**Exercise details**.
Present each line of the entries below that holds the word "registry".

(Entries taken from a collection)

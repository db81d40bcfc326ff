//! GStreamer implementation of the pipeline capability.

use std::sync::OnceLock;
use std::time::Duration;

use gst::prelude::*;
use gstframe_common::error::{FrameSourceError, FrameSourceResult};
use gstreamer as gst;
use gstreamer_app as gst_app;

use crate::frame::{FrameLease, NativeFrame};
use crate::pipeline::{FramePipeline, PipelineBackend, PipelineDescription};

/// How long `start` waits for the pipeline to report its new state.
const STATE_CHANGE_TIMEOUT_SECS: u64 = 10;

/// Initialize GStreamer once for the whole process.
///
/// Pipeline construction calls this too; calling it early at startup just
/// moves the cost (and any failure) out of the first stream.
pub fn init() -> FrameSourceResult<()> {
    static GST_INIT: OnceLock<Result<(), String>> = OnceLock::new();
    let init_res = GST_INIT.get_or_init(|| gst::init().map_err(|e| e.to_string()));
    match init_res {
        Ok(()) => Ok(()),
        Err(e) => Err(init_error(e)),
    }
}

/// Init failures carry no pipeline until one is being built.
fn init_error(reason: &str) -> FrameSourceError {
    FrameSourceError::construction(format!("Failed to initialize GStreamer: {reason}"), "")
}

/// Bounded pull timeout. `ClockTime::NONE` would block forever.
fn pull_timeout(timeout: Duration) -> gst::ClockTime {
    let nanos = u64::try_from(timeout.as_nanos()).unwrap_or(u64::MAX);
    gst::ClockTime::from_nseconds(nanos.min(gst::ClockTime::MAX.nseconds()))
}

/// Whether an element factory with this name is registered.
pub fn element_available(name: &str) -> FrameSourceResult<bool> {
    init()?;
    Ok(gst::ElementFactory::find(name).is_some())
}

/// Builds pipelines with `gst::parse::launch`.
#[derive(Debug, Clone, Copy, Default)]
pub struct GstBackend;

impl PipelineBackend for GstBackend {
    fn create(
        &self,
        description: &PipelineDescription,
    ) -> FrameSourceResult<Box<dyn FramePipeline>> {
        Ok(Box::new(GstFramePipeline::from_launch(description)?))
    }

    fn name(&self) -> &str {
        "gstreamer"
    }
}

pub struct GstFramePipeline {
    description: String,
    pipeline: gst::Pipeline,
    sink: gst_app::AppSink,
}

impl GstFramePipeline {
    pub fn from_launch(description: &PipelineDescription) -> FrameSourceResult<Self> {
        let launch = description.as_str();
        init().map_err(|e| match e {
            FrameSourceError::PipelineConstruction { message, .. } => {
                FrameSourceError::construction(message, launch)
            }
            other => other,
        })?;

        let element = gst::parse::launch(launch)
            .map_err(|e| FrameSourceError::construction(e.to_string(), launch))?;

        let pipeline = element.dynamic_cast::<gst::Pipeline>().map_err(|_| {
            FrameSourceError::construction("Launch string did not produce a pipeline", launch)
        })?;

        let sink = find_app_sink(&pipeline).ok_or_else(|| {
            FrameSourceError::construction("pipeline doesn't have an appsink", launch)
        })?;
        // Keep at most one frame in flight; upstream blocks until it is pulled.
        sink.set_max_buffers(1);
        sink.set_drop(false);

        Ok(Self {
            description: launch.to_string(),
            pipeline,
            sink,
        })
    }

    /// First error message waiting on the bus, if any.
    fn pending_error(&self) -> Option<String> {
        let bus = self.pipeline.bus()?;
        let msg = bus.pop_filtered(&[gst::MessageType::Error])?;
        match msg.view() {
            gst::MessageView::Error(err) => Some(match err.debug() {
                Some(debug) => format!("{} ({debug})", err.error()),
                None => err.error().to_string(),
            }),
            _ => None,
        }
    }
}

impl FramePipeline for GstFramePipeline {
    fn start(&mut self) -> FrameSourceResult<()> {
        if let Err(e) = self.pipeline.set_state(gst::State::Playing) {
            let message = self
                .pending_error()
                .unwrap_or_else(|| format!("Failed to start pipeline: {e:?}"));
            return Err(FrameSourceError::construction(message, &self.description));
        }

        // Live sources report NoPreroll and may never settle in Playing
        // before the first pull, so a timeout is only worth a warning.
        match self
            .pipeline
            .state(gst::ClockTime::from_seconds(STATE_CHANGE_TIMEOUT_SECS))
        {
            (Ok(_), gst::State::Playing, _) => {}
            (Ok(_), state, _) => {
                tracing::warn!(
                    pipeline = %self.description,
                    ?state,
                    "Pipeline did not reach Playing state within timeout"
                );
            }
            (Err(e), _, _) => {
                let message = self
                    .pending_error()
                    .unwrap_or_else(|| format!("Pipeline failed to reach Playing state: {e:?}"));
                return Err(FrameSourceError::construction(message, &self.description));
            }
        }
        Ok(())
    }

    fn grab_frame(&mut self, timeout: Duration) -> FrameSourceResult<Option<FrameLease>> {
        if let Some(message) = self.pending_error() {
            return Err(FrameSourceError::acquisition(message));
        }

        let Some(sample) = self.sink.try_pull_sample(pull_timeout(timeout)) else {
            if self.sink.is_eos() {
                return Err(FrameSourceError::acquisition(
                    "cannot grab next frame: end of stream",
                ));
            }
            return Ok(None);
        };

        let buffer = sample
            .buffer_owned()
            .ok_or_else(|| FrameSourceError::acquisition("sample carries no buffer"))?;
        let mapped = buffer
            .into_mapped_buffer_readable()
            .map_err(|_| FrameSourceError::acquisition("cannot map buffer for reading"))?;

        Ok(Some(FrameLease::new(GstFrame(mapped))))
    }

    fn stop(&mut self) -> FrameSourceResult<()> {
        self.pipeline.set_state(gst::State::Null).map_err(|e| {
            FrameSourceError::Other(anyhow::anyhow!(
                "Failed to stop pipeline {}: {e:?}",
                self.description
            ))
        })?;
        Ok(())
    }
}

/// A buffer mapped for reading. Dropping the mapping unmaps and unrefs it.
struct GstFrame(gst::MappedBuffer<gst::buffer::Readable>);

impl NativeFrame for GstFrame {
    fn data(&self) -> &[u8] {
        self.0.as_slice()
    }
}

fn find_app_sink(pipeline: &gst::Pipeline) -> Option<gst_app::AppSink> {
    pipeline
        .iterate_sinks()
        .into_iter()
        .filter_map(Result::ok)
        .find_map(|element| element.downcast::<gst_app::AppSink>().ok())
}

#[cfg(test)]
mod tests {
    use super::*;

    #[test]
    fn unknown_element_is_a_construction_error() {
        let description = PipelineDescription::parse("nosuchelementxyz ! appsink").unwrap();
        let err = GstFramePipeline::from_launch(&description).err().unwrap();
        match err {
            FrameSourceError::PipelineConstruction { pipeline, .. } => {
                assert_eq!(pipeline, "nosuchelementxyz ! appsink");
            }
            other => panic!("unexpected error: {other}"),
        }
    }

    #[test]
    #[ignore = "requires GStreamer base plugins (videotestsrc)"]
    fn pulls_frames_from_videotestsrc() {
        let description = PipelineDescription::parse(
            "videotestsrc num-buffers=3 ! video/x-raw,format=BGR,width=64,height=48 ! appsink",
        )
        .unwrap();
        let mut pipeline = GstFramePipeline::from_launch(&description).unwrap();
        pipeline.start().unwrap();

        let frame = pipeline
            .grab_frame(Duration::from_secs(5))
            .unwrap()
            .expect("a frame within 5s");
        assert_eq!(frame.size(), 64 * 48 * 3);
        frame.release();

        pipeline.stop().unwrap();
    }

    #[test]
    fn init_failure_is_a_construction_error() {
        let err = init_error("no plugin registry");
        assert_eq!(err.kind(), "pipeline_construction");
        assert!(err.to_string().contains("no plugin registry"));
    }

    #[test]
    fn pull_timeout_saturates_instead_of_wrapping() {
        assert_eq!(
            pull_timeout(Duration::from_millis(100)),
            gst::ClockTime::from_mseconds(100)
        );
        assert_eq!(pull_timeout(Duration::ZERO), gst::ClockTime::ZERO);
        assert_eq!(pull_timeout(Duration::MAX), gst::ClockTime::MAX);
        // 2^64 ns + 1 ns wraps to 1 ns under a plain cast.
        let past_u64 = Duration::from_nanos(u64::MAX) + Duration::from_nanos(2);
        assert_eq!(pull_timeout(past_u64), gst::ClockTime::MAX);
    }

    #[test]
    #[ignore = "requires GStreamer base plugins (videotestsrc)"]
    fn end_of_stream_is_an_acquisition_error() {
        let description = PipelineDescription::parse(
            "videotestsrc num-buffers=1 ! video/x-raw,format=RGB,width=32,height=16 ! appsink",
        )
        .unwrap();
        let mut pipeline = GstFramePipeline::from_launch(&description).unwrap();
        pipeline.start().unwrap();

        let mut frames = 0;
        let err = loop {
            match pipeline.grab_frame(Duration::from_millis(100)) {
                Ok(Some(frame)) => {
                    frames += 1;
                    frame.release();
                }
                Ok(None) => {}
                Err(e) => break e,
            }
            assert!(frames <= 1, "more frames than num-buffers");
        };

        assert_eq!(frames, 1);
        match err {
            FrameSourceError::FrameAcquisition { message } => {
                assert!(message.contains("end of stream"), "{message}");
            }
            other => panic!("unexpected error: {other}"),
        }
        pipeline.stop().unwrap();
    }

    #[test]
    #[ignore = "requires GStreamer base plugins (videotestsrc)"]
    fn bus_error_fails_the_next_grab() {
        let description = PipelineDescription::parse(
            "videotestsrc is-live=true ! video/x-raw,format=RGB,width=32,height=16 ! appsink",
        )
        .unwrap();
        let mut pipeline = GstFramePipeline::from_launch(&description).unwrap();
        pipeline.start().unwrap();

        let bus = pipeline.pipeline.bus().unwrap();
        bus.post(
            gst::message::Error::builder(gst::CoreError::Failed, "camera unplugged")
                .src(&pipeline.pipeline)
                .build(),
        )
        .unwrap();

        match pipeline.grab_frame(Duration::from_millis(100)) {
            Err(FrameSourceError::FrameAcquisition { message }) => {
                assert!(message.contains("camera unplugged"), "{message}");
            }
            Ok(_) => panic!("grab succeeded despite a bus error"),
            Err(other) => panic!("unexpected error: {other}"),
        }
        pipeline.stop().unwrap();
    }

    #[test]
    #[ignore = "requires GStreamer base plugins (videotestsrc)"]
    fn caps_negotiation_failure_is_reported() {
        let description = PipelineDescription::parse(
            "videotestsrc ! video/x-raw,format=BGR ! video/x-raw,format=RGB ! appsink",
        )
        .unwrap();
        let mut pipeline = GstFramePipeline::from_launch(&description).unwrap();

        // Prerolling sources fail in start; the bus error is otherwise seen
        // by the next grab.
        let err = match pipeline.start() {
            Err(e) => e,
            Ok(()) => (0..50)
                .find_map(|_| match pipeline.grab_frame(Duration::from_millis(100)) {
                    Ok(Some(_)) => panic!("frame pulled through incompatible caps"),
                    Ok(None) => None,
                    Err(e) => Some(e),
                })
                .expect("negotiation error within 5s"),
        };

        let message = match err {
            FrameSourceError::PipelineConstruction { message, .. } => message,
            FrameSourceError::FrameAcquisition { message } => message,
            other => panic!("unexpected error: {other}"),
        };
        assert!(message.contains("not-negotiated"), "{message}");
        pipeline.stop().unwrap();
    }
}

**Solution to the problem**.
        let err = init_error("no plugin registry");
        assert!(err.to_string().contains("no plugin registry"));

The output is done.